Keep in mind that healthy economies stimulate housing demand, so expect to pay much for a home in a brisk market. The 70% rule is a flexible guideline you can use; pay no more than 70% of the market value of a home less the cost of renovations. Another way to say it is that you should know the market conditions where you’re buying. If the average home in a given neighborhood is selling for $300,000 in top condition, that should give you the ballpark after-repair value. Here’s the formula: $300,000 X .70 = $210,000 - $30,000 (estimated repairs) = $180,000. You should pay no more than $180,000 for the home. Should you be in a brisk seller’s market, you may have to pay as much as 85% of after-repair valueless improvements. That’s fair considering you’ll be able to resell the home quickly and you’ll still make a nice profit in a short period.
Look for areas of town where you’re seeing improvements being made – new stores and restaurants being opened and/or renovated, and homes that are being remodeled. Be sure to pay attention to local news so you’ll know if a major employer is coming to town and can start looking for homes to buy near their new site. If a large employer exits the area, don’t buy any property until you’re certain other economic growth will take place. Carefully examine trends in local municipal taxes and how quickly they can escalate. You’ll be paying taxes at the previous homeowner’s rate until the end of the assessment period or year, but expect a big increase when the new tax rate based on what you paid for the home – without a homesteader’s discount - is applied to your property.

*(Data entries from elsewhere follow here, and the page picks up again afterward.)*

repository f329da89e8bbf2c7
use std::path::{Path, PathBuf};

use skyline::{
    camera::{ProjectionKind, ViewPreset},
    config::{Config, ConfigError},
    models::Building,
    pipelines::LightingModel,
};

#[test]
fn empty_file_gives_the_stock_scene() {
    let config = Config::from_toml_str("").unwrap();
    assert_eq!(config, Config::default());
    assert_eq!(config.window.width, 1280);
    assert_eq!(config.start.lighting, LightingModel::Phong);
    assert_eq!(config.start.building, Building::BurjAlArab);
    assert!(config.start.day);
}

#[test]
fn partial_tables_keep_the_other_defaults() {
    let config = Config::from_toml_str(
        r#"
        asset_dir = "/opt/skyline"

        [window]
        title = "Towers"

        [textures]
        floor = "sand.png"

        [start]
        lighting = "Gouraud"
        building = "EmpireState"
        view = 3
        projection = "Orthographic"
        day = false
        "#,
    )
    .unwrap();

    assert_eq!(config.asset_dir, PathBuf::from("/opt/skyline"));
    assert_eq!(config.window.title, "Towers");
    assert_eq!(config.window.height, 720);
    assert_eq!(config.textures.floor, "sand.png");
    assert_eq!(config.textures.willis, "dice2.png");

    let frame = config.start.frame_config();
    assert_eq!(frame.lighting, LightingModel::Gouraud);
    assert_eq!(frame.building, Building::EmpireState);
    assert_eq!(frame.view, ViewPreset::Oblique);
    assert_eq!(frame.projection, ProjectionKind::Orthographic);
    assert!(!config.start.day);
}

#[test]
fn invalid_values_are_rejected() {
    for text in [
        "[start]\nview = 9",
        "[start]\nlighting = \"Toon\"",
        "[window]\nwidth = \"wide\"",
        "asset_dir = ",
    ] {
        assert!(
            matches!(Config::from_toml_str(text), Err(ConfigError::Parse(_))),
            "{} was accepted",
            text
        );
    }
}

#[test]
fn missing_file_names_the_path() {
    let err = Config::load_from_file(Path::new("/nonexistent/skyline.toml")).unwrap_err();
    assert!(matches!(&err, ConfigError::Io { path, .. } if path.contains("nonexistent")));
}

#[test]
fn burj_assets_come_from_the_texture_table() {
    let config =
        Config::from_toml_str("burj_mesh = \"hull.obj\"\n[textures]\nburj_pylon = \"sail.png\"")
            .unwrap();
    let assets = config.burj_assets();
    assert_eq!(assets.mesh, "hull.obj");
    assert_eq!(assets.base_texture, "burj_base.png");
    assert_eq!(assets.pylon_texture, "sail.png");
    assert_eq!(config.textures.for_building(Building::BurjAlArab), "dice4.png");
}
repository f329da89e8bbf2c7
mod common;

use common::test_utils::asset_dir;
use skyline::{
    config::TextureConfig,
    data_structures::model::{FLOATS_PER_VERTEX, RawMesh},
    resources::{AssetError, shapes, texture::load_image},
};

#[rustfmt::skip]
const TRIANGLE: [f32; 24] = [
    0.0, 0.0, 0.0, 0.0, 1.0, 0.0, 0.0, 1.0,
    1.0, 0.0, 0.0, 1.0, 1.0, 0.0, 0.0, 1.0,
    0.0, 1.0, 0.0, 0.0, 0.0, 0.0, 0.0, 1.0,
];

#[test]
fn interleaved_lists_split_into_vertices() {
    let mesh = RawMesh::from_interleaved(&TRIANGLE, &[0, 1, 2]).unwrap();
    assert_eq!(mesh.vertices.len(), TRIANGLE.len() / FLOATS_PER_VERTEX);
    assert_eq!(mesh.vertices[1].position, [1.0, 0.0, 0.0]);
    assert_eq!(mesh.vertices[1].tex_coords, [1.0, 1.0]);
    assert_eq!(mesh.vertices[2].normal, [0.0, 0.0, 1.0]);
    assert_eq!(mesh.triangle_count(), 1);
}

#[test]
fn partial_vertices_are_rejected() {
    let err = RawMesh::from_interleaved(&TRIANGLE[..20], &[0, 1, 2]).unwrap_err();
    assert!(matches!(err, AssetError::BadCounts(_)));
}

#[test]
fn indices_must_stay_in_range_and_form_triangles() {
    assert!(matches!(
        RawMesh::from_interleaved(&TRIANGLE, &[0, 1, 3]),
        Err(AssetError::IndexOutOfRange { index: 3, count: 3 })
    ));
    assert!(matches!(
        RawMesh::from_interleaved(&TRIANGLE, &[0, 1]),
        Err(AssetError::BadCounts(_))
    ));
}

#[test]
fn cube_has_sharp_faces() {
    let cube = shapes::cube().unwrap();
    assert_eq!(cube.vertices.len(), 24);
    assert_eq!(cube.triangle_count(), 12);
    // every corner sits on the unit cube and its face normal points outwards
    for vertex in &cube.vertices {
        assert!(vertex.position.iter().all(|c| c.abs() == 0.5));
        let along: f32 = (0..3).map(|i| vertex.position[i] * vertex.normal[i]).sum();
        assert_eq!(along, 0.5);
    }
}

#[test]
fn quad_tiles_its_texture() {
    let quad = shapes::quad(5.0).unwrap();
    assert_eq!(quad.vertices.len(), 4);
    assert_eq!(quad.triangle_count(), 2);
    assert!(quad.vertices.iter().all(|v| v.normal == [0.0, 0.0, 1.0]));
    assert!(quad.vertices.iter().any(|v| v.tex_coords == [5.0, 5.0]));
}

#[test]
fn default_textures_ship_with_the_crate() {
    let textures = TextureConfig::default();
    for name in [
        &textures.willis,
        &textures.empire,
        &textures.burj,
        &textures.floor,
        &textures.burj_base,
        &textures.burj_pylon,
    ] {
        assert!(load_image(&asset_dir(), name).is_ok(), "{} does not decode", name);
    }
    // two columns by three rows of dice faces
    let atlas = load_image(&asset_dir(), &textures.willis).unwrap();
    assert_eq!(atlas.width() * 3, atlas.height() * 2);
}
//! Tower A, nine bundled square tubes that stop at four different heights.

use crate::{
    data_structures::{
        scene_graph::{Leaf, NodeId, SceneGraph, StructuralError},
        transform::{Step, compose},
    },
    models::{GROUND_OFFSET, Segment, attach_segments},
};

const T: f32 = 1.0 / 3.0;
const TUBE: f32 = 1.0 / 3.0;

pub const ROOT_NAME: &str = "willisTower";

#[rustfmt::skip]
pub const SEGMENTS: [Segment; 9] = [
    Segment { name: "floor_108_1", recipe: &[Step::Translate(0.0, 0.0, 5.4), Step::Scale(TUBE, TUBE, 10.8)] },
    Segment { name: "floor_108_2", recipe: &[Step::Translate(-T, 0.0, 5.4), Step::Scale(TUBE, TUBE, 10.8)] },
    Segment { name: "floor_90_1", recipe: &[Step::Translate(0.0, T, 4.5), Step::Scale(TUBE, TUBE, 9.0)] },
    Segment { name: "floor_90_2", recipe: &[Step::Translate(T, 0.0, 4.5), Step::Scale(TUBE, TUBE, 9.0)] },
    Segment { name: "floor_90_3", recipe: &[Step::Translate(0.0, -T, 4.5), Step::Scale(TUBE, TUBE, 9.0)] },
    Segment { name: "floor_66_1", recipe: &[Step::Translate(T, T, 3.3), Step::Scale(TUBE, TUBE, 6.6)] },
    Segment { name: "floor_66_2", recipe: &[Step::Translate(-T, -T, 3.3), Step::Scale(TUBE, TUBE, 6.6)] },
    Segment { name: "floor_50_1", recipe: &[Step::Translate(-T, T, 2.5), Step::Scale(TUBE, TUBE, 5.0)] },
    Segment { name: "floor_50_2", recipe: &[Step::Translate(T, -T, 2.5), Step::Scale(TUBE, TUBE, 5.0)] },
];

/// `cube` is instanced once per tube; retexture it through the leaf.
pub fn build<G>(graph: &mut SceneGraph<G>, cube: &Leaf<G>) -> Result<NodeId, StructuralError> {
    let root = graph.add_node(ROOT_NAME, compose(&[GROUND_OFFSET]));
    attach_segments(graph, root, &SEGMENTS, cube)?;
    Ok(root)
}
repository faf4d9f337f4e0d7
use std::fs;
use std::io::{self, BufWriter, Write};
use std::sync::Arc;
use std::time::{Duration, Instant};

use anyhow::{bail, Context, Result};
use clap::{Parser, Subcommand};
use serde::Serialize;

use suggest_engine::{settings, CatalogSource, ControllerOutput, KeyEvent, SuggestController};

/// How long `wait` blocks for the fetch worker before giving up.
const FETCH_TIMEOUT: Duration = Duration::from_secs(5);

#[derive(Parser)]
#[command(name = "suggesttool", about = "Suggestion session diagnostics")]
struct Cli {
    #[command(subcommand)]
    command: Command,
}

#[derive(Subcommand)]
enum Command {
    /// Replay an interaction script against an in-memory catalog
    Replay {
        /// JSON array of {"value", "label"} objects
        catalog_file: String,
        /// Script file, one step per line (type, wait, up, down, enter, tab,
        /// escape, click, hover, reset, blur)
        script_file: String,
        /// Settings TOML overriding the built-in defaults
        #[arg(long)]
        settings: Option<String>,
    },

    /// Print the built-in settings TOML
    Settings,
}

#[derive(Debug, PartialEq, Eq)]
enum Step {
    Type(String),
    Wait(Duration),
    Key(KeyEvent),
    Click(usize),
    Hover(usize),
    Reset,
    Blur,
}

fn parse_step(line: &str) -> Result<Step> {
    let (verb, arg) = match line.split_once(' ') {
        Some((verb, arg)) => (verb, Some(arg)),
        None => (line, None),
    };
    let index = || -> Result<usize> {
        arg.context("missing row index")?
            .trim()
            .parse()
            .context("row index must be a number")
    };
    let step = match verb {
        "type" => Step::Type(arg.unwrap_or_default().to_string()),
        "wait" => {
            let ms: u64 = arg
                .context("missing duration")?
                .trim()
                .parse()
                .context("duration must be milliseconds")?;
            Step::Wait(Duration::from_millis(ms))
        }
        // Caret offsets are filled in at replay time.
        "up" => Step::Key(KeyEvent::ArrowUp { caret: 0 }),
        "down" => Step::Key(KeyEvent::ArrowDown { caret: 0 }),
        "enter" => Step::Key(KeyEvent::Enter),
        "tab" => Step::Key(KeyEvent::Tab),
        "escape" => Step::Key(KeyEvent::Escape),
        "click" => Step::Click(index()?),
        "hover" => Step::Hover(index()?),
        "reset" => Step::Reset,
        "blur" => Step::Blur,
        other => bail!("unknown step {other:?}"),
    };
    Ok(step)
}

fn parse_script(script: &str) -> Result<Vec<(String, Step)>> {
    script
        .lines()
        .enumerate()
        .map(|(n, line)| (n, line.trim()))
        .filter(|(_, line)| !line.is_empty() && !line.starts_with('#'))
        .map(|(n, line)| {
            let step = parse_step(line).with_context(|| format!("line {}", n + 1))?;
            Ok((line.to_string(), step))
        })
        .collect()
}

#[derive(Serialize)]
struct ReplayLine<'a> {
    step: &'a str,
    #[serde(flatten)]
    output: &'a ControllerOutput,
}

fn emit(out: &mut impl Write, step: &str, output: &ControllerOutput) -> Result<()> {
    if output.is_empty() {
        return Ok(());
    }
    serde_json::to_writer(&mut *out, &ReplayLine { step, output })?;
    writeln!(out)?;
    Ok(())
}

fn replay(catalog_file: &str, script_file: &str, settings_file: Option<&str>) -> Result<()> {
    if let Some(path) = settings_file {
        let content = fs::read_to_string(path).with_context(|| format!("reading {path}"))?;
        settings::init_custom(content).with_context(|| format!("loading {path}"))?;
    }
    let catalog_json =
        fs::read_to_string(catalog_file).with_context(|| format!("reading {catalog_file}"))?;
    let catalog = CatalogSource::from_json(&catalog_json)
        .with_context(|| format!("parsing {catalog_file}"))?;
    let script =
        fs::read_to_string(script_file).with_context(|| format!("reading {script_file}"))?;
    let steps = parse_script(&script)?;

    let mut controller = SuggestController::with_source(settings::settings(), Arc::new(catalog))
        .context("starting fetch worker")?;
    let stdout = io::stdout();
    let mut out = BufWriter::new(stdout.lock());
    // Virtual clock: only `wait` advances time.
    let mut now = Instant::now();

    for (line, step) in steps {
        let caret = controller.session().query().chars().count();
        let output = match step {
            Step::Type(text) => controller.edit(&text, now),
            Step::Wait(duration) => {
                now += duration;
                let output = controller.tick(now);
                emit(&mut out, &line, &output)?;
                while controller.awaiting_fetch() {
                    match controller.poll_timeout(FETCH_TIMEOUT, now) {
                        Some(result) => emit(&mut out, "fetch", &result)?,
                        None => bail!("fetch worker did not answer within {FETCH_TIMEOUT:?}"),
                    }
                }
                continue;
            }
            Step::Key(KeyEvent::ArrowUp { .. }) => {
                controller.handle_key(KeyEvent::ArrowUp { caret }, now)
            }
            Step::Key(KeyEvent::ArrowDown { .. }) => {
                controller.handle_key(KeyEvent::ArrowDown { caret }, now)
            }
            Step::Key(key) => controller.handle_key(key, now),
            Step::Click(index) => controller.select_at(index, now),
            Step::Hover(index) => controller.hover(index, now),
            Step::Reset => controller.reset_selection(now),
            Step::Blur => controller.blur(now),
        };
        emit(&mut out, &line, &output)?;
    }
    controller.teardown();
    out.flush()?;
    Ok(())
}

fn main() -> Result<()> {
    let cli = Cli::parse();
    match cli.command {
        Command::Replay {
            catalog_file,
            script_file,
            settings,
        } => replay(&catalog_file, &script_file, settings.as_deref()),
        Command::Settings => {
            print!("{}", settings::default_toml());
            Ok(())
        }
    }
}
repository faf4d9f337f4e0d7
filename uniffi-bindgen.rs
fn main() {
    uniffi::uniffi_bindgen_main()
}
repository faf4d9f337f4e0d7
use super::types::{DropdownAction, SessionResponse, SessionState};

pub(super) fn build_dropdown(state: &SessionState) -> DropdownAction {
    if state.show_suggestions {
        DropdownAction::Show {
            suggestions: state.suggestions.clone(),
            selected: state.selected_index,
            loading: state.loading,
        }
    } else {
        DropdownAction::Hide
    }
}

pub(super) fn build_dropdown_response(state: &SessionState) -> SessionResponse {
    let mut resp = SessionResponse::consumed();
    resp.dropdown = build_dropdown(state);
    resp
}

/// Response for a highlight move; asks the host to scroll the row into view.
pub(super) fn build_selection_response(state: &SessionState) -> SessionResponse {
    let mut resp = build_dropdown_response(state);
    if state.show_suggestions {
        resp.side_effects.scroll_to = state.selected_index;
    }
    resp
}
#[cfg(feature = "trace")]
use std::path::Path;
#[cfg(feature = "trace")]
use std::sync::Once;

#[cfg(feature = "trace")]
static INIT: Once = Once::new();

#[cfg(feature = "trace")]
pub fn init_tracing(log_dir: &Path) {
    INIT.call_once(|| {
        let file_appender = tracing_appender::rolling::never(log_dir, "suggest-trace.jsonl");
        let (non_blocking, guard) = tracing_appender::non_blocking(file_appender);
        // Dropping the guard stops the writer thread; logging must outlive any one session.
        std::mem::forget(guard);

        tracing_subscriber::fmt()
            .json()
            .with_writer(non_blocking)
            .with_target(true)
            .with_span_events(tracing_subscriber::fmt::format::FmtSpan::CLOSE)
            .with_env_filter(
                tracing_subscriber::EnvFilter::try_from_default_env().unwrap_or_else(|_| {
                    tracing_subscriber::EnvFilter::new(
                        "suggest_engine=debug,suggest_session=debug,suggest_core=debug",
                    )
                }),
            )
            .init();
    });
}

#[cfg(not(feature = "trace"))]
pub fn init_tracing(_log_dir: &std::path::Path) {}
//! Suggestion engine: host integration for the suggestion-session controller.
//!
//! - `controller::SuggestController` drives a `SuggestionSession`, optionally
//!   running fetches on a background worker, and flattens every response into
//!   an ordered list of `ControllerEvent`s for the presentation layer.
//! - `api` exports the same surface over UniFFI for foreign UI hosts.

pub mod api;
mod async_worker;
pub mod controller;
pub mod source;
pub mod trace_init;

pub use controller::{CaretTarget, ControllerEvent, ControllerOutput, SuggestController};
pub use source::{CatalogSource, SuggestionSource};

pub use suggest_core::settings::{self, Settings};
pub use suggest_core::{FetchError, Politeness, RequestId, Suggestion};
pub use suggest_session::{CaretMove, KeyEvent, SessionPhase, SessionState, SuggestionSession};

uniffi::setup_scaffolding!();
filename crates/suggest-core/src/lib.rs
//! Leaf building blocks for the suggestion controller: the suggestion record,
//! request identity, input/scroll coalescing and user-facing settings.

pub mod announce;
pub mod request_guard;
pub mod scheduler;
pub mod settings;
pub mod suggestion;

pub use announce::{results_message, selection_message, Politeness};
pub use request_guard::{RequestGuard, RequestId};
pub use scheduler::{Debouncer, Throttle};
pub use suggestion::{FetchError, Suggestion};
//! The fetch collaborator contract and an in-memory implementation.

use suggest_core::{FetchError, Suggestion};

/// Supplies suggestions for a query. Implementations may block (network,
/// database); they run on the fetch worker thread, never on the UI thread.
pub trait SuggestionSource: Send + Sync {
    fn fetch_suggestions(&self, query: &str) -> Result<Vec<Suggestion>, FetchError>;

    /// Resolve the display record of a previously committed value.
    fn fetch_saved_info(&self, value: &str) -> Result<Suggestion, FetchError>;
}

/// Fixed list of suggestions matched by case-insensitive substring.
#[derive(Debug, Clone, Default)]
pub struct CatalogSource {
    entries: Vec<Suggestion>,
    limit: Option<usize>,
}

impl CatalogSource {
    pub fn new(entries: Vec<Suggestion>) -> Self {
        Self {
            entries,
            limit: None,
        }
    }

    pub fn with_limit(mut self, limit: usize) -> Self {
        self.limit = Some(limit);
        self
    }

    pub fn from_json(json: &str) -> Result<Self, serde_json::Error> {
        serde_json::from_str(json).map(Self::new)
    }

    pub fn len(&self) -> usize {
        self.entries.len()
    }

    pub fn is_empty(&self) -> bool {
        self.entries.is_empty()
    }
}

impl SuggestionSource for CatalogSource {
    fn fetch_suggestions(&self, query: &str) -> Result<Vec<Suggestion>, FetchError> {
        let needle = query.to_lowercase();
        let matches = self
            .entries
            .iter()
            .filter(|s| s.label.to_lowercase().contains(&needle))
            .take(self.limit.unwrap_or(usize::MAX))
            .cloned()
            .collect();
        Ok(matches)
    }

    fn fetch_saved_info(&self, value: &str) -> Result<Suggestion, FetchError> {
        self.entries
            .iter()
            .find(|s| s.value == value)
            .cloned()
            .ok_or_else(|| FetchError::rejected(format!("unknown value {value:?}")))
    }
}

In all great business plans, something can go wrong, so protect yourself and your investment by avoiding the following mistakes:
1. Take advantage of all the advice and other help that you can. A wise tip can prevent you from making a mistake and inexperience is expensive.
2. Don’t fall in love with any property. It’s all about the numbers, and you’ll be selling it as soon as you can anyway.
3. Don’t run out of money. It’s better to overbudget your expenses than to cut corners to make a deal work.
4. Be realistic about time and how long it takes to get things done. Create a schedule with your team members and stick to it.
5. Educate yourself about the things you don’t know. Read, take classes, and do everything you can to learn the aspects of flipping that you don’t know.
6. Create a professional business plan. You’ll need it to show lenders and anyone who is investing in your business.